James Edward Van Zandt was born at Altoona, Pa. in 1898. He attended the Pennsylvania Railroad Apprentice School. Van Zandt achieved a distinguished military career. He served in the Navy during WWI, was a member of the Naval Reserve (1919-1943), served in the Pacific and North Atlantic during WW II, and retired in 1959 as a rear admiral in the naval reserve. He served as a Republican Congressman from 1939 to 1943 and again from 1947 to 1963 having succeeded David Brumbaugh. In 1962, he was defeated in a U.S. Senate bid. Van Zandt died at Arlington, Va. in 1986. He is buried in the Arlington National Cemetery (Section 30). His wife, Esther L. Meisenhoelder Van Zandt (29 March 1907-23 March 1992) is buried with him.
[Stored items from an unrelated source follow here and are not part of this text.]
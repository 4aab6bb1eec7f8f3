//! # Storefront Client - Library Root
//!
//! Client core of a food-ordering storefront: catalog browsing by category,
//! an in-memory cart synchronized with a REST API, and order summaries.
//! This library crate contains all modules used by the binary crate (`main.rs`).
//!
//! ## Architecture
//!
//! ```text
//! ┌────────────────────────────────────────────────────────┐
//! │              storefront (this crate)                   │
//! ├────────────────────────────────────────────────────────┤
//! │  app       - CartStore, CategoryMenuOrchestrator,      │
//! │              CatalogAdmin, Session, order summary      │
//! │  services  - reqwest ApiClient (catalog, menu, cart)   │
//! │  core      - AppError, service traits                  │
//! │  debug     - tracing initialisation                    │
//! └────────────────────────────────────────────────────────┘
//!          │
//!          │ HTTP (JSON, multipart)
//!          ▼
//! ┌─────────────────────────────┐
//! │  Catalog / Cart REST API    │
//! │  http://<host>:8080/api     │
//! └─────────────────────────────┘
//! ```
//!
//! ### Module Dependency Graph
//!
//! ```text
//! main.rs
//!   │
//!   └── app::Storefront
//!       ├── app::orchestrator ──┐
//!       ├── app::catalog_admin ─┼── core::CatalogService ── services::api::ApiClient
//!       └── app::cart_store ────┴── core::CartService ──────┘
//! ```
//!
//! ## Core Concepts
//!
//! ### Service Traits
//!
//! Stores never talk to `reqwest` directly. They hold an
//! `Arc<dyn CatalogService>` / `Arc<dyn CartService>`; the HTTP client
//! implements both, and tests substitute in-memory fakes.
//!
//! ### State Management
//!
//! Store state lives behind `parking_lot::RwLock`:
//! - **Locked briefly**: one read or one commit at a time
//! - **Never across `.await`**: drop the guard, await, re-acquire to commit
//!
//! ## Usage
//!
//! ```rust,no_run
//! use storefront::app::Storefront;
//! use storefront::config::StorefrontConfig;
//! use tokio_util::sync::CancellationToken;
//!
//! # async fn run() -> storefront::Result<()> {
//! let config = StorefrontConfig::default();
//! let store = Storefront::new(&config);
//! let cancel = CancellationToken::new();
//!
//! store.menus.open(&cancel).await?;
//! store.cart.load(&cancel).await?;
//! println!("{:?}", store.summary());
//! # Ok(())
//! # }
//! ```
//!
//! ## Testing
//!
//! ```bash
//! cargo test -p storefront
//! ```

pub mod app;
pub mod config;
pub mod core;
pub mod debug;
pub mod services;
pub mod utils;

// Re-export commonly used types for convenience
pub use app::{Storefront, SummaryPolicy, OrderSummary};
pub use core::{AppError, Result};
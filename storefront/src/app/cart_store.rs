//! # Cart Store
//!
//! In-memory cart synchronized with the remote cart API.
//!
//! ## State Rules
//!
//! - [`CartStore::load`] replaces local state wholesale (last fetch wins, no merge).
//! - Quantity edits are client-authoritative: [`CartStore::increment`] and
//!   [`CartStore::decrement`] never touch the network. [`CartStore::drifted`]
//!   reports entries whose quantity no longer matches what the server last sent.
//! - `qty >= 1` always; decrement floors at 1 and never removes an entry.
//! - [`CartStore::remove`] only drops the entry after the server confirms.
//!
//! ## Cancellation
//!
//! Every async operation takes a [`CancellationToken`]. Reads are abandoned as
//! soon as the token fires; writes always run to completion on the server, but
//! their result is not committed locally once the token has fired.

use parking_lot::RwLock;
use shared::{CartEntry, MenuItem, NewCartEntry};
use std::collections::HashMap;
use std::sync::Arc;
use tokio_util::sync::CancellationToken;
use tracing::{debug, info, warn};

use super::single_flight::InFlight;
use super::summary::{summarize, OrderSummary, SummaryPolicy};
use super::{ensure_active, until_cancelled};
use crate::core::error::Result;
use crate::core::service::CartService;

/// Result of [`CartStore::add`]
#[derive(Debug, Clone, PartialEq)]
pub enum AddOutcome {
    /// Server accepted the entry; it is now part of the local cart
    Added(CartEntry),
    /// An add for the same menu item is still in flight; no request was sent
    AlreadyPending,
}

/// Local quantity that differs from the last server-confirmed one
#[derive(Debug, Clone, Copy, PartialEq, Eq)]
pub struct QtyDrift {
    pub id: i64,
    pub synced_qty: u32,
    pub local_qty: u32,
}

#[derive(Debug, Default)]
struct CartState {
    entries: Vec<CartEntry>,
    /// qty per entry id as last confirmed by the server
    synced: HashMap<i64, u32>,
}

pub struct CartStore {
    service: Arc<dyn CartService>,
    state: RwLock<CartState>,
    adds: InFlight<i64>,
}

impl CartStore {
    pub fn new(service: Arc<dyn CartService>) -> Self {
        Self {
            service,
            state: RwLock::new(CartState::default()),
            adds: InFlight::new(),
        }
    }

    /// Fetch the server cart and replace local state with it.
    ///
    /// On failure the previous local state is kept.
    pub async fn load(&self, cancel: &CancellationToken) -> Result<Vec<CartEntry>> {
        let start = std::time::Instant::now();

        let mut entries = until_cancelled(cancel, self.service.list_cart())
            .await
            .inspect_err(|e| warn!(error = %e, "Cart load failed, keeping previous state"))?;

        for entry in entries.iter_mut().filter(|e| e.qty == 0) {
            warn!(id = entry.id, "Server sent qty 0, clamping to 1");
            entry.qty = 1;
        }

        {
            let mut state = self.state.write();
            state.synced = entries.iter().map(|e| (e.id, e.qty)).collect();
            state.entries = entries.clone();
        }

        debug!(
            count = entries.len(),
            duration_ms = start.elapsed().as_millis(),
            "Cart loaded"
        );
        Ok(entries)
    }

    /// Raise an entry's quantity by one. Returns the new quantity, or `None`
    /// if no such entry exists.
    pub fn increment(&self, entry_id: i64) -> Option<u32> {
        let mut state = self.state.write();
        let entry = state.entries.iter_mut().find(|e| e.id == entry_id)?;
        entry.qty = entry.qty.saturating_add(1);
        Some(entry.qty)
    }

    /// Lower an entry's quantity by one, never below 1.
    pub fn decrement(&self, entry_id: i64) -> Option<u32> {
        let mut state = self.state.write();
        let entry = state.entries.iter_mut().find(|e| e.id == entry_id)?;
        if entry.qty > 1 {
            entry.qty -= 1;
        }
        Some(entry.qty)
    }

    /// Delete an entry on the server, then locally.
    ///
    /// If the server call fails the entry stays in the local cart.
    pub async fn remove(&self, entry_id: i64, cancel: &CancellationToken) -> Result<()> {
        self.service
            .remove_from_cart(entry_id)
            .await
            .inspect_err(|e| warn!(id = entry_id, error = %e, "Failed to remove item"))?;

        ensure_active(cancel)?;

        let mut state = self.state.write();
        state.entries.retain(|e| e.id != entry_id);
        state.synced.remove(&entry_id);
        info!(id = entry_id, "Item removed from cart");
        Ok(())
    }

    /// Add a menu item to the server cart with quantity 1.
    ///
    /// Concurrent adds of the same menu item collapse into one request: while
    /// one is in flight, further calls return [`AddOutcome::AlreadyPending`].
    pub async fn add(&self, item: &MenuItem, cancel: &CancellationToken) -> Result<AddOutcome> {
        let Some(_guard) = self.adds.try_acquire(item.id) else {
            debug!(menu_id = item.id, "Add to cart already in flight");
            return Ok(AddOutcome::AlreadyPending);
        };

        let request = NewCartEntry::from(item);
        let created = self
            .service
            .add_to_cart(&request)
            .await
            .inspect_err(|e| warn!(menu_id = item.id, error = %e, "Failed to add item to cart"))?;

        ensure_active(cancel)?;

        let mut state = self.state.write();
        state.synced.insert(created.id, created.qty);
        state.entries.push(created.clone());
        Ok(AddOutcome::Added(created))
    }

    /// `true` while an add for `menu_id` is in flight.
    pub fn is_adding(&self, menu_id: i64) -> bool {
        self.adds.is_pending(&menu_id)
    }

    pub fn snapshot(&self) -> Vec<CartEntry> {
        self.state.read().entries.clone()
    }

    pub fn get(&self, entry_id: i64) -> Option<CartEntry> {
        self.state.read().entries.iter().find(|e| e.id == entry_id).cloned()
    }

    pub fn len(&self) -> usize {
        self.state.read().entries.len()
    }

    pub fn is_empty(&self) -> bool {
        self.state.read().entries.is_empty()
    }

    /// Order summary of the current local cart.
    pub fn summary(&self, policy: &SummaryPolicy) -> OrderSummary {
        summarize(&self.state.read().entries, policy)
    }

    /// Entries whose local quantity differs from the last server-confirmed one.
    pub fn drifted(&self) -> Vec<QtyDrift> {
        let state = self.state.read();
        state
            .entries
            .iter()
            .filter_map(|e| {
                let synced_qty = *state.synced.get(&e.id)?;
                (synced_qty != e.qty).then_some(QtyDrift {
                    id: e.id,
                    synced_qty,
                    local_qty: e.qty,
                })
            })
            .collect()
    }
}
//! # Shared Utility Functions
//!
//! Helpers used by every consumer of the storefront DTOs.
//!
//! ## Price Formatting
//!
//! - [`format_price`] - Whole currency units with `id-ID` grouping (`25000` → `"25.000"`)
//!
//! ## Image Paths
//!
//! - [`storage_url`] - Join the storage base URL and a server-relative image path
//!
//! ## Lenient Decoding
//!
//! - [`deserialize_price`] - `serde` helper accepting `5000`, `5000.5` or `"5000.00"`
//!
//! ## Usage
//!
//! ```rust
//! use shared::utils::{format_price, storage_url};
//!
//! assert_eq!(format_price(32500.0), "32.500");
//! assert_eq!(
//!     storage_url("http://127.0.0.1:8080/storage", "menus/tea.jpg"),
//!     "http://127.0.0.1:8080/storage/menus/tea.jpg"
//! );
//! ```

use serde::{Deserialize, Deserializer};

/// Format an amount as whole currency units using `.` as the thousands separator.
///
/// The amount is rounded to the nearest unit first, so `1234.6` becomes `"1.235"`.
///
/// # Examples
///
/// ```rust
/// use shared::utils::format_price;
///
/// assert_eq!(format_price(0.0), "0");
/// assert_eq!(format_price(5000.0), "5.000");
/// assert_eq!(format_price(1234567.0), "1.234.567");
/// assert_eq!(format_price(-2500.0), "-2.500");
/// ```
pub fn format_price(amount: f64) -> String {
    let rounded = amount.round();
    let negative = rounded < 0.0;
    let digits = format!("{:.0}", rounded.abs());

    let mut grouped = String::with_capacity(digits.len() + digits.len() / 3 + 1);
    for (i, ch) in digits.chars().enumerate() {
        if i > 0 && (digits.len() - i) % 3 == 0 {
            grouped.push('.');
        }
        grouped.push(ch);
    }

    if negative {
        format!("-{}", grouped)
    } else {
        grouped
    }
}

/// Resolve a server-relative image path against the storage base URL.
///
/// Redundant slashes on either side of the join are dropped. An empty path
/// yields the base URL unchanged.
pub fn storage_url(base: &str, path: &str) -> String {
    let base = base.trim_end_matches('/');
    let path = path.trim_start_matches('/');

    if path.is_empty() {
        return base.to_string();
    }

    format!("{}/{}", base, path)
}

#[derive(Deserialize)]
#[serde(untagged)]
enum RawPrice {
    Number(f64),
    Text(String),
}

/// Deserialize a price that may arrive as a JSON number or a numeric string.
pub fn deserialize_price<'de, D>(deserializer: D) -> Result<f64, D::Error>
where
    D: Deserializer<'de>,
{
    match RawPrice::deserialize(deserializer)? {
        RawPrice::Number(value) => Ok(value),
        RawPrice::Text(text) => text
            .trim()
            .parse::<f64>()
            .map_err(|_| serde::de::Error::custom(format!("invalid price: {:?}", text))),
    }
}
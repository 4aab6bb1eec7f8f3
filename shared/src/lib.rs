//! # Shared Data Transfer Objects Library
//!
//! This library defines the contract between the storefront client and the remote
//! catalog/cart REST API. All DTOs use JSON serialization via `serde`.
//!
//! ## Structure
//!
//! - **[`dto`]**: Data Transfer Objects for API communication
//!   - **[`dto::catalog`]**: Categories and menu items
//!   - **[`dto::cart`]**: Cart entries and add-to-cart requests
//! - **[`utils`]**: Shared utility functions
//!   - **[`utils::format_price`]**: Format an amount with `id-ID` digit grouping
//!   - **[`utils::storage_url`]**: Resolve a server-relative image path
//!   - **[`utils::deserialize_price`]**: Accept prices sent as numbers or numeric strings
//!
//! ## Wire Format
//!
//! - Field names are **snake_case** on both sides (default `serde` behavior)
//! - Prices are decoded leniently: the API sends decimals as strings (`"5000.00"`)
//!   for some resources and as numbers for others
//! - Category status serializes as `"Active"` / `"Inactive"`
//!
//! ## Usage
//!
//! ```rust,no_run
//! use shared::dto::catalog::MenuItem;
//! use shared::utils::format_price;
//!
//! let item: MenuItem = serde_json::from_str(r#"{
//!     "id": 10, "name": "Tea", "description": "Hot tea",
//!     "category": {"id": 1, "name": "Drinks"},
//!     "image": "menus/tea.jpg", "price": "5000.00", "stock": 12, "status": "active"
//! }"#).unwrap();
//!
//! assert_eq!(format_price(item.price), "5.000");
//! ```

pub mod dto;
pub mod utils;

// Wildcard re-exports: shared is a DTO library, everything here is public API
pub use dto::*;
pub use utils::*;
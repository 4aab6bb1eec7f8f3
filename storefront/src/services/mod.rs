//! # Services Module
//!
//! External service integrations for the storefront client.
//!
//! ```text
//! ┌───────────────────────────────────────────────┐
//! │   app (CartStore, CategoryMenuOrchestrator)   │
//! │                      │                        │
//! │        dyn CatalogService / CartService       │
//! │                      │                        │
//! │              ApiClient (api/)                 │
//! └──────────────────────┼────────────────────────┘
//!                        │ HTTP/JSON, multipart
//!                        ▼
//!            ┌──────────────────────────┐
//!            │  Storefront REST API     │
//!            │  /categories  /menus     │
//!            │  /carts       /storage   │
//!            └──────────────────────────┘
//! ```
//!
//! ## Error Handling
//!
//! Endpoint functions return [`crate::core::Result`]:
//! - transport failures → `AppError::Network`
//! - unexpected bodies → `AppError::Decode`
//! - unexpected status codes → `AppError::OperationFailed`
//! - rejected category payloads (no id) → `AppError::Validation`

pub mod api;
//! # Storefront API Client Module
//!
//! HTTP client for the remote storefront REST API (`http://<host>:8080/api`).
//!
//! ## Module Structure
//!
//! ```text
//! api/
//! ├── mod.rs      - Module exports and documentation
//! ├── client.rs   - ApiClient struct, JSON decoding, service trait impls
//! ├── catalog.rs  - Categories and menu listings (+ local menu search)
//! ├── menu.rs     - Multipart menu creation with image upload
//! └── cart.rs     - Remote cart list/add/remove
//! ```
//!
//! No authentication headers are attached to any request.

pub mod cart;
pub mod catalog;
pub mod client;
pub mod menu;

pub use catalog::search_menus;
pub use client::ApiClient;
pub use menu::NewMenu;
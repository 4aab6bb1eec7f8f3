//! Per-key in-flight guard.
//!
//! Rapid repeated triggers of the same action (double-tapping "Add to Cart")
//! must not issue independent requests. A caller acquires a [`FlightGuard`]
//! for the key before starting the request; a second acquire for the same key
//! fails until the first guard is dropped.

use parking_lot::Mutex;
use std::collections::HashSet;
use std::hash::Hash;
use std::sync::Arc;

/// Set of keys with a request currently in flight.
#[derive(Debug)]
pub struct InFlight<K: Eq + Hash> {
    keys: Arc<Mutex<HashSet<K>>>,
}

impl<K: Eq + Hash> Default for InFlight<K> {
    fn default() -> Self {
        Self {
            keys: Arc::new(Mutex::new(HashSet::new())),
        }
    }
}

impl<K: Eq + Hash + Clone> InFlight<K> {
    pub fn new() -> Self {
        Self::default()
    }

    /// Claim `key`. Returns `None` if it is already claimed.
    pub fn try_acquire(&self, key: K) -> Option<FlightGuard<K>> {
        let mut keys = self.keys.lock();
        if !keys.insert(key.clone()) {
            return None;
        }

        Some(FlightGuard {
            keys: Arc::clone(&self.keys),
            key,
        })
    }

    pub fn is_pending(&self, key: &K) -> bool {
        self.keys.lock().contains(key)
    }

    pub fn len(&self) -> usize {
        self.keys.lock().len()
    }

    pub fn is_empty(&self) -> bool {
        self.keys.lock().is_empty()
    }
}

/// Releases its key when dropped, whether the request succeeded, failed or was abandoned.
#[derive(Debug)]
pub struct FlightGuard<K: Eq + Hash> {
    keys: Arc<Mutex<HashSet<K>>>,
    key: K,
}

impl<K: Eq + Hash> Drop for FlightGuard<K> {
    fn drop(&mut self) {
        self.keys.lock().remove(&self.key);
    }
}
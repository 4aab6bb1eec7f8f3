//! Validation utilities for form input
//!
//! Checks run before any request is sent. Failures report the unmet
//! requirement category ("Please fill all fields"), not per-field detail.

use std::path::PathBuf;

use shared::CategoryStatus;

use crate::core::error::{AppError, Result};

pub struct ValidationResult {
    pub is_valid: bool,
    pub error: Option<String>,
}

impl ValidationResult {
    pub fn ok() -> Self {
        Self {
            is_valid: true,
            error: None,
        }
    }

    pub fn err(message: impl Into<String>) -> Self {
        Self {
            is_valid: false,
            error: Some(message.into()),
        }
    }

    /// Convert into `Err(AppError::Validation)` when invalid.
    pub fn into_result(self) -> Result<()> {
        match (self.is_valid, self.error) {
            (true, _) => Ok(()),
            (false, message) => Err(AppError::Validation(
                message.unwrap_or_else(|| "Invalid input".to_string()),
            )),
        }
    }
}

/// Raw input of the menu create form
#[derive(Debug, Clone, Default, PartialEq, Eq)]
pub struct MenuForm {
    pub name: String,
    pub description: String,
    pub image: Option<PathBuf>,
    pub category_id: Option<i64>,
    pub status: String,
    pub stock: String,
    pub price: String,
}

/// Validate email format
pub fn validate_email(email: &str) -> ValidationResult {
    if email.is_empty() {
        return ValidationResult::err("Email is required");
    }

    let parts: Vec<&str> = email.split('@').collect();
    if parts.len() != 2 {
        return ValidationResult::err("Invalid email format");
    }

    if parts[0].is_empty() {
        return ValidationResult::err("Email username cannot be empty");
    }

    if parts[1].is_empty() || !parts[1].contains('.') {
        return ValidationResult::err("Invalid email domain");
    }

    ValidationResult::ok()
}

/// Validate the login password field
pub fn validate_password(password: &str) -> ValidationResult {
    if password.is_empty() {
        return ValidationResult::err("Password is required");
    }

    ValidationResult::ok()
}

/// Validate the category create form
pub fn validate_category_form(name: &str, status: &str) -> ValidationResult {
    if name.trim().is_empty() || status.trim().is_empty() {
        return ValidationResult::err("Please fill in all fields");
    }

    if CategoryStatus::parse(status).is_none() {
        return ValidationResult::err("Status must be Active or Inactive");
    }

    ValidationResult::ok()
}

/// Validate the menu create form
pub fn validate_menu_form(form: &MenuForm) -> ValidationResult {
    let missing = form.name.trim().is_empty()
        || form.description.trim().is_empty()
        || form.image.is_none()
        || form.category_id.is_none()
        || form.stock.trim().is_empty()
        || form.price.trim().is_empty();

    if missing {
        return ValidationResult::err("Please fill all fields");
    }

    if form.stock.trim().parse::<u32>().is_err() {
        return ValidationResult::err("Stock must be a whole number");
    }

    match form.price.trim().parse::<f64>() {
        Ok(price) if price.is_finite() && price >= 0.0 => {}
        _ => return ValidationResult::err("Price must be a non-negative number"),
    }

    ValidationResult::ok()
}

#[cfg(test)]
mod tests {
    use super::*;

    #[test]
    fn test_email_validation() {
        assert!(validate_email("test@example.com").is_valid);
        assert!(validate_email("user@domain.co.id").is_valid);
        assert!(!validate_email("").is_valid);
        assert!(!validate_email("invalid").is_valid);
        assert!(!validate_email("@example.com").is_valid);
        assert!(!validate_email("test@").is_valid);
    }

    #[test]
    fn test_category_form_validation() {
        assert!(validate_category_form("Drinks", "Active").is_valid);
        assert!(validate_category_form("Drinks", "inactive").is_valid);

        let missing = validate_category_form("  ", "Active");
        assert_eq!(missing.error.as_deref(), Some("Please fill in all fields"));
        assert!(!validate_category_form("Drinks", "").is_valid);
        assert!(!validate_category_form("Drinks", "Archived").is_valid);
    }

    #[test]
    fn test_menu_form_requires_every_field() {
        let form = MenuForm {
            name: "Tea".to_string(),
            description: "Hot".to_string(),
            image: Some(PathBuf::from("tea.jpg")),
            category_id: Some(1),
            status: "active".to_string(),
            stock: "3".to_string(),
            price: "5000".to_string(),
        };
        assert!(validate_menu_form(&form).is_valid);

        let mut no_category = form.clone();
        no_category.category_id = None;
        assert_eq!(
            validate_menu_form(&no_category).error.as_deref(),
            Some("Please fill all fields")
        );

        let mut bad_stock = form.clone();
        bad_stock.stock = "-2".to_string();
        assert!(!validate_menu_form(&bad_stock).is_valid);

        let mut bad_price = form;
        bad_price.price = "cheap".to_string();
        assert!(!validate_menu_form(&bad_price).is_valid);
    }

    #[test]
    fn test_into_result() {
        assert!(ValidationResult::ok().into_result().is_ok());
        assert_eq!(
            ValidationResult::err("Please fill all fields").into_result(),
            Err(AppError::Validation("Please fill all fields".to_string()))
        );
    }
}
//! # Core Abstractions
//!
//! Error taxonomy and the service traits the stores are written against.
//!
//! ## Modules
//!
//! - **[`error`]**: [`AppError`] and the `Result<T>` alias
//! - **[`service`]**: [`CatalogService`] and [`CartService`]
//!
//! ## Dependency Injection
//!
//! ```rust,no_run
//! use std::sync::Arc;
//! use storefront::core::service::{CartService, CatalogService};
//! use storefront::services::api::ApiClient;
//!
//! let api = Arc::new(ApiClient::with_base_url("http://127.0.0.1:8080/api"));
//! let catalog: Arc<dyn CatalogService> = api.clone();
//! let cart: Arc<dyn CartService> = api;
//! ```

pub mod error;
pub mod service;

pub use error::{AppError, Result};
pub use service::{CartService, CatalogService};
Courtesy of the U. S. House of Representatives:
Representative from Pennsylvania; born in Altoona, Blair County, Pa., December 18, 1898; attended the public schools and the Pennsylvania Railroad Apprentice School, Altoona, Pa.; served in various departments until 1938, when he became district passenger agent; during the First World War enlisted as an apprentice seaman in the United States Navy on April 30, 1917, and served two years overseas; member of the United States Naval Reserve 1919-1943 with rank of lieutenant; national commander of the Veterans of Foreign Wars 1934-1936; elected as a Republican to the Seventy-sixth, Seventy-seventh, and Seventy-eighth Congresses and served from January 3, 1939, until his resignation September 24, 1943; while a Member of Congress was called to active duty in September 1941 and served until January 1942 with the Pacific Fleet and in escort convoy duty in the North Atlantic; reentered the service in September 1943 as a lieutenant commander and was assigned to the Pacific area until discharged as a captain, January 25, 1946, and retired as rear admiral, United States Naval Reserve, January 1, 1959; elected to the Eightieth and to the seven succeeding Congresses (January 3, 1947-January 3, 1963); was not a candidate for renomination in 1962 to the Eighty-eighth Congress, but was an unsuccessful candidate for United States Senator; special representative of the governor of Pennsylvania until 1971; resided in Arlington, Va., where he died January 6, 1986; interment in Arlington National Cemetery.